--- Exercise objective ---
Print the entries exactly as given.

--- Source material ---
╭──

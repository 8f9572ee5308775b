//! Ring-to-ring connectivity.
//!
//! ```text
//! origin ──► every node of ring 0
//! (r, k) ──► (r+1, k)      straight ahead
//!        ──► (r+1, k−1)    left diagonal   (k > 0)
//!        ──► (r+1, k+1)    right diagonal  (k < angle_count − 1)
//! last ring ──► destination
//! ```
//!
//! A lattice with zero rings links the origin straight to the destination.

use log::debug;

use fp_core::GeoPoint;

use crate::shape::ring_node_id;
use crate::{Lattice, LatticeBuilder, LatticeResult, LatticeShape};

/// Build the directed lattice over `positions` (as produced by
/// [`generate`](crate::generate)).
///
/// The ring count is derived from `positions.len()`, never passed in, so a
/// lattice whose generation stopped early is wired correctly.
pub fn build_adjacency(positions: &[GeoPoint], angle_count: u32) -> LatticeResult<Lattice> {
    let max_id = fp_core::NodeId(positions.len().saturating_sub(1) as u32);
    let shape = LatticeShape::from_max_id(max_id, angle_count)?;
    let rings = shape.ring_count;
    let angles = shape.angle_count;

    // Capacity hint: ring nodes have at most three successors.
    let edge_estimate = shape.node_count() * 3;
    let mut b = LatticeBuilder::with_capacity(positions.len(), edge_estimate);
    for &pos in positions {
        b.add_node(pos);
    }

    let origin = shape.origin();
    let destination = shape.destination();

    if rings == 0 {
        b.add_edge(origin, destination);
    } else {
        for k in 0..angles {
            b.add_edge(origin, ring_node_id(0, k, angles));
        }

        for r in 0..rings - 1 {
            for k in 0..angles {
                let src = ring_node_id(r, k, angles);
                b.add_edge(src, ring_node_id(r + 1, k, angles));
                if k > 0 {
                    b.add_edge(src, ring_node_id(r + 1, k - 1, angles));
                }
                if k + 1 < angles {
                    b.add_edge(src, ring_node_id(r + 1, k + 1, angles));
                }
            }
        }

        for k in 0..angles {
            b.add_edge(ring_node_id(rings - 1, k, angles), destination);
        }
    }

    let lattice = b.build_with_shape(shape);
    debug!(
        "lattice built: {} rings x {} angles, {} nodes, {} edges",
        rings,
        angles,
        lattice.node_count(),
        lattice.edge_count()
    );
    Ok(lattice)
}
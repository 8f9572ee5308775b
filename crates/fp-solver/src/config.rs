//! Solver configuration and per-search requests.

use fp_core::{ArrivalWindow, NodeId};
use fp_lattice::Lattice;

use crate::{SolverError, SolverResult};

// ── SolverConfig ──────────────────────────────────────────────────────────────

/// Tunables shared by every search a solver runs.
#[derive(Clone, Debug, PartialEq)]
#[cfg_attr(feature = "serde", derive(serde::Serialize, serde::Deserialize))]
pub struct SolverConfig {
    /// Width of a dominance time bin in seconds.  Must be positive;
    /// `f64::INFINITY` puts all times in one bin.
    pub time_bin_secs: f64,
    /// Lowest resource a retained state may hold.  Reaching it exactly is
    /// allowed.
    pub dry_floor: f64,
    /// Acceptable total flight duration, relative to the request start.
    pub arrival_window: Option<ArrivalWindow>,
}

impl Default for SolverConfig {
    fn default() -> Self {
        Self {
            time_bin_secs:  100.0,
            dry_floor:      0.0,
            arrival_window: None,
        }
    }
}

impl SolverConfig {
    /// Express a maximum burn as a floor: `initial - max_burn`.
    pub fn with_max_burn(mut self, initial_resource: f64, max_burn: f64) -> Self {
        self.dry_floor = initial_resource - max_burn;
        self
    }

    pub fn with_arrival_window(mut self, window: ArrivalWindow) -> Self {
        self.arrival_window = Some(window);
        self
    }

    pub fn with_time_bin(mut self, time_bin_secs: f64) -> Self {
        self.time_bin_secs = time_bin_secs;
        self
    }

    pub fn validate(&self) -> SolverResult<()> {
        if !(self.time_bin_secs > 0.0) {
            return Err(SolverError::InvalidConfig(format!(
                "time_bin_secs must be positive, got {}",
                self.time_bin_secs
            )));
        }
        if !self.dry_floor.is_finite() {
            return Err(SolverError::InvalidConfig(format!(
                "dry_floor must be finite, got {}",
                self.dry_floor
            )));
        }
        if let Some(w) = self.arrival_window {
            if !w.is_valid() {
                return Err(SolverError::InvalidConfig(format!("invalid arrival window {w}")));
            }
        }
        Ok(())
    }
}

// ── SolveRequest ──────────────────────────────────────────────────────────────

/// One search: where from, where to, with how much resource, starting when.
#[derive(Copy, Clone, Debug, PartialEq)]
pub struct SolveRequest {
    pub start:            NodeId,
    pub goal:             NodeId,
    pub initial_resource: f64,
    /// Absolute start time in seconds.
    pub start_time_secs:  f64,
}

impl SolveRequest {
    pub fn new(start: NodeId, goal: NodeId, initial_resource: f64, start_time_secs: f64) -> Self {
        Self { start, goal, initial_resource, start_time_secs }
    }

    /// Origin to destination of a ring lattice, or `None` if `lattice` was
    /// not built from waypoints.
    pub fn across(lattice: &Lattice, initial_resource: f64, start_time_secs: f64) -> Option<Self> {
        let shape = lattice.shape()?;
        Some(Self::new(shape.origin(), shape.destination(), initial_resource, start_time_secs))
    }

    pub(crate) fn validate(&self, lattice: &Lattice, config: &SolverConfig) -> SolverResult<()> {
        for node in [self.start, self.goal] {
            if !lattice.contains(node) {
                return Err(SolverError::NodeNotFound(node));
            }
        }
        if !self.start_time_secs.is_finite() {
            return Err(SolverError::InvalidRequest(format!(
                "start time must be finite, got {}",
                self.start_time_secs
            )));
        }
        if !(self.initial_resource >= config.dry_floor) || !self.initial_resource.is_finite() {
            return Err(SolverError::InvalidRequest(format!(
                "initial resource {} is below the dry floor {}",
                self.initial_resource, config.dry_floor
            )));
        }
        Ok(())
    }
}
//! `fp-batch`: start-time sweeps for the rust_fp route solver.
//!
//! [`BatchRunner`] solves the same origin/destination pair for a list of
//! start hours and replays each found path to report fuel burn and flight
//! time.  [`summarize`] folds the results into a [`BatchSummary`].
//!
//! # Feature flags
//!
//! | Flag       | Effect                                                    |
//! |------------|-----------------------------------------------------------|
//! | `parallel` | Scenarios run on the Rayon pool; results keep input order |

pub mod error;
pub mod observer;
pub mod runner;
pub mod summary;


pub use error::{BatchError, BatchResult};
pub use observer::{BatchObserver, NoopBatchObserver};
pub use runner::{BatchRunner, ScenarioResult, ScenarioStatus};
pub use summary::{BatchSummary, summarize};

╰──

--- Answer ---
repository 8f9572ee5308775b
//! Ring-to-ring connectivity.
//!
//! ```text
//! origin ──► every node of ring 0
//! (r, k) ──► (r+1, k)      straight ahead
//!        ──► (r+1, k−1)    left diagonal   (k > 0)
//!        ──► (r+1, k+1)    right diagonal  (k < angle_count − 1)
//! last ring ──► destination
//! ```
//!
//! A lattice with zero rings links the origin straight to the destination.

use log::debug;

use fp_core::GeoPoint;

use crate::shape::ring_node_id;
use crate::{Lattice, LatticeBuilder, LatticeResult, LatticeShape};

/// Build the directed lattice over `positions` (as produced by
/// [`generate`](crate::generate)).
///
/// The ring count is derived from `positions.len()`, never passed in, so a
/// lattice whose generation stopped early is wired correctly.
pub fn build_adjacency(positions: &[GeoPoint], angle_count: u32) -> LatticeResult<Lattice> {
    let max_id = fp_core::NodeId(positions.len().saturating_sub(1) as u32);
    let shape = LatticeShape::from_max_id(max_id, angle_count)?;
    let rings = shape.ring_count;
    let angles = shape.angle_count;

    // Capacity hint: ring nodes have at most three successors.
    let edge_estimate = shape.node_count() * 3;
    let mut b = LatticeBuilder::with_capacity(positions.len(), edge_estimate);
    for &pos in positions {
        b.add_node(pos);
    }

    let origin = shape.origin();
    let destination = shape.destination();

    if rings == 0 {
        b.add_edge(origin, destination);
    } else {
        for k in 0..angles {
            b.add_edge(origin, ring_node_id(0, k, angles));
        }

        for r in 0..rings - 1 {
            for k in 0..angles {
                let src = ring_node_id(r, k, angles);
                b.add_edge(src, ring_node_id(r + 1, k, angles));
                if k > 0 {
                    b.add_edge(src, ring_node_id(r + 1, k - 1, angles));
                }
                if k + 1 < angles {
                    b.add_edge(src, ring_node_id(r + 1, k + 1, angles));
                }
            }
        }

        for k in 0..angles {
            b.add_edge(ring_node_id(rings - 1, k, angles), destination);
        }
    }

    let lattice = b.build_with_shape(shape);
    debug!(
        "lattice built: {} rings x {} angles, {} nodes, {} edges",
        rings,
        angles,
        lattice.node_count(),
        lattice.edge_count()
    );
    Ok(lattice)
}
repository 8f9572ee5308775b
filename crates/fp-solver/src/config.rs
//! Solver configuration and per-search requests.

use fp_core::{ArrivalWindow, NodeId};
use fp_lattice::Lattice;

use crate::{SolverError, SolverResult};

// ── SolverConfig ──────────────────────────────────────────────────────────────

/// Tunables shared by every search a solver runs.
#[derive(Clone, Debug, PartialEq)]
#[cfg_attr(feature = "serde", derive(serde::Serialize, serde::Deserialize))]
pub struct SolverConfig {
    /// Width of a dominance time bin in seconds.  Must be positive;
    /// `f64::INFINITY` puts all times in one bin.
    pub time_bin_secs: f64,
    /// Lowest resource a retained state may hold.  Reaching it exactly is
    /// allowed.
    pub dry_floor: f64,
    /// Acceptable total flight duration, relative to the request start.
    pub arrival_window: Option<ArrivalWindow>,
}

impl Default for SolverConfig {
    fn default() -> Self {
        Self {
            time_bin_secs:  100.0,
            dry_floor:      0.0,
            arrival_window: None,
        }
    }
}

impl SolverConfig {
    /// Express a maximum burn as a floor: `initial - max_burn`.
    pub fn with_max_burn(mut self, initial_resource: f64, max_burn: f64) -> Self {
        self.dry_floor = initial_resource - max_burn;
        self
    }

    pub fn with_arrival_window(mut self, window: ArrivalWindow) -> Self {
        self.arrival_window = Some(window);
        self
    }

    pub fn with_time_bin(mut self, time_bin_secs: f64) -> Self {
        self.time_bin_secs = time_bin_secs;
        self
    }

    pub fn validate(&self) -> SolverResult<()> {
        if !(self.time_bin_secs > 0.0) {
            return Err(SolverError::InvalidConfig(format!(
                "time_bin_secs must be positive, got {}",
                self.time_bin_secs
            )));
        }
        if !self.dry_floor.is_finite() {
            return Err(SolverError::InvalidConfig(format!(
                "dry_floor must be finite, got {}",
                self.dry_floor
            )));
        }
        if let Some(w) = self.arrival_window {
            if !w.is_valid() {
                return Err(SolverError::InvalidConfig(format!("invalid arrival window {w}")));
            }
        }
        Ok(())
    }
}

// ── SolveRequest ──────────────────────────────────────────────────────────────

/// One search: where from, where to, with how much resource, starting when.
#[derive(Copy, Clone, Debug, PartialEq)]
pub struct SolveRequest {
    pub start:            NodeId,
    pub goal:             NodeId,
    pub initial_resource: f64,
    /// Absolute start time in seconds.
    pub start_time_secs:  f64,
}

impl SolveRequest {
    pub fn new(start: NodeId, goal: NodeId, initial_resource: f64, start_time_secs: f64) -> Self {
        Self { start, goal, initial_resource, start_time_secs }
    }

    /// Origin to destination of a ring lattice, or `None` if `lattice` was
    /// not built from waypoints.
    pub fn across(lattice: &Lattice, initial_resource: f64, start_time_secs: f64) -> Option<Self> {
        let shape = lattice.shape()?;
        Some(Self::new(shape.origin(), shape.destination(), initial_resource, start_time_secs))
    }

    pub(crate) fn validate(&self, lattice: &Lattice, config: &SolverConfig) -> SolverResult<()> {
        for node in [self.start, self.goal] {
            if !lattice.contains(node) {
                return Err(SolverError::NodeNotFound(node));
            }
        }
        if !self.start_time_secs.is_finite() {
            return Err(SolverError::InvalidRequest(format!(
                "start time must be finite, got {}",
                self.start_time_secs
            )));
        }
        if !(self.initial_resource >= config.dry_floor) || !self.initial_resource.is_finite() {
            return Err(SolverError::InvalidRequest(format!(
                "initial resource {} is below the dry floor {}",
                self.initial_resource, config.dry_floor
            )));
        }
        Ok(())
    }
}
//! `fp-batch`: start-time sweeps for the rust_fp route solver.
//!
//! [`BatchRunner`] solves the same origin/destination pair for a list of
//! start hours and replays each found path to report fuel burn and flight
//! time.  [`summarize`] folds the results into a [`BatchSummary`].
//!
//! # Feature flags
//!
//! | Flag       | Effect                                                    |
//! |------------|-----------------------------------------------------------|
//! | `parallel` | Scenarios run on the Rayon pool; results keep input order |

pub mod error;
pub mod observer;
pub mod runner;
pub mod summary;


pub use error::{BatchError, BatchResult};
pub use observer::{BatchObserver, NoopBatchObserver};
pub use runner::{BatchRunner, ScenarioResult, ScenarioStatus};
pub use summary::{BatchSummary, summarize};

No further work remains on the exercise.